◆ Dataset ◆
###

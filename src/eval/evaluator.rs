use crate::choreography::model::{Choreography, Driver, GridSlot, ModuleDef};
use crate::foundation::core::{OffsetUnit, Progress, Vec2};
use crate::foundation::error::FolioResult;
use crate::render::sink::TransformSink;

/// Resolved visual transform of one module at one progress sample.
#[derive(Clone, Copy, Debug, PartialEq, serde::Serialize)]
pub struct ModuleTransform {
    /// Grid placement the transform is applied on top of.
    pub slot: GridSlot,
    /// `(translateX, translateY)` in `unit`.
    pub translate: Vec2,
    /// Unit of `translate`.
    pub unit: OffsetUnit,
    /// Opacity, clamped to `[0, 1]`.
    pub opacity: f64,
    /// Uniform scale factor.
    pub scale: f64,
    /// Rotation around the vertical axis, in degrees.
    pub rotate_y_deg: f64,
    /// Stacking order.
    pub z_index: i32,
}

impl ModuleTransform {
    /// Full-slot transform with no offset, full opacity and unit scale.
    pub fn identity(unit: OffsetUnit, z_index: i32) -> Self {
        Self {
            slot: GridSlot::full(),
            translate: Vec2::ZERO,
            unit,
            opacity: 1.0,
            scale: 1.0,
            rotate_y_deg: 0.0,
            z_index,
        }
    }

    /// `true` when the module is not painted at all.
    pub fn is_hidden(&self) -> bool {
        self.opacity <= 0.0
    }
}

/// The pair of progress signals taken once per frame.
#[derive(Clone, Copy, Debug, Default, PartialEq, serde::Serialize)]
pub struct FrameSample {
    /// Progress straight from the scroll source.
    pub raw: Progress,
    /// Progress after the smoothing filter; equal to `raw` without one.
    pub smoothed: Progress,
}

impl FrameSample {
    /// Sample where both signals agree.
    pub fn direct(progress: Progress) -> Self {
        Self {
            raw: progress,
            smoothed: progress,
        }
    }

    /// Signal selected by `driver`.
    pub fn for_driver(&self, driver: Driver) -> Progress {
        match driver {
            Driver::Smoothed => self.smoothed,
            Driver::Raw => self.raw,
        }
    }
}

/// One module's transform within an [`EvaluatedFrame`].
#[derive(Clone, Debug, PartialEq, serde::Serialize)]
pub struct EvaluatedModule {
    /// Module id.
    pub id: String,
    /// Resolved transform.
    pub transform: ModuleTransform,
}

/// Every module of a scene evaluated against a single [`FrameSample`].
#[derive(Clone, Debug, PartialEq, serde::Serialize)]
pub struct EvaluatedFrame {
    /// The sample every module was derived from.
    pub sample: FrameSample,
    /// Modules in paint order.
    pub modules: Vec<EvaluatedModule>,
}

impl EvaluatedFrame {
    /// Transform of the module with `id`.
    pub fn get(&self, id: &str) -> Option<&ModuleTransform> {
        self.modules
            .iter()
            .find(|m| m.id == id)
            .map(|m| &m.transform)
    }
}

/// Evaluate every track of `module` for `sample`.
///
/// Position tracks follow the module's driver; opacity, scale and rotation always follow the
/// smoothed signal.
pub fn evaluate_module(module: &ModuleDef, sample: FrameSample) -> ModuleTransform {
    let pos = sample.for_driver(module.position_driver).get();
    let p = sample.smoothed.get();
    let t = &module.tracks;
    ModuleTransform {
        slot: module.slot,
        translate: Vec2::new(t.x.evaluate(pos), t.y.evaluate(pos)),
        unit: module.unit,
        opacity: t.opacity.evaluate(p).clamp(0.0, 1.0),
        scale: t.scale.evaluate(p),
        rotate_y_deg: t.rotate_y.evaluate(p),
        z_index: module.z_index,
    }
}

/// Pull-based evaluation of a whole choreography.
pub struct Evaluator;

impl Evaluator {
    /// Evaluate every module of `scene` from one sample.
    #[tracing::instrument(skip(scene), fields(scene = %scene.name))]
    pub fn eval_frame(scene: &Choreography, sample: FrameSample) -> EvaluatedFrame {
        let modules = scene
            .modules
            .iter()
            .map(|m| EvaluatedModule {
                id: m.id.clone(),
                transform: evaluate_module(m, sample),
            })
            .collect();
        EvaluatedFrame { sample, modules }
    }

    /// Evaluate `scene` and write every transform to `sink` as one frame.
    pub fn bind(
        scene: &Choreography,
        sample: FrameSample,
        sink: &mut dyn TransformSink,
    ) -> FolioResult<EvaluatedFrame> {
        let frame = Self::eval_frame(scene, sample);
        sink.begin_frame(sample)?;
        for m in &frame.modules {
            sink.apply(&m.id, &m.transform)?;
        }
        sink.end_frame()?;
        Ok(frame)
    }
}

#[cfg(test)]
#[path = "../../tests/unit/eval/evaluator.rs"]
mod tests;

###

◆ About this exercise ◆
After reading through the material, report every line that holds "EvaluatedFrame".

◆ Answer ◆
/// One module's transform within an [`EvaluatedFrame`].
pub struct EvaluatedFrame {
impl EvaluatedFrame {
    pub fn eval_frame(scene: &Choreography, sample: FrameSample) -> EvaluatedFrame {
        EvaluatedFrame { sample, modules }
    ) -> FolioResult<EvaluatedFrame> {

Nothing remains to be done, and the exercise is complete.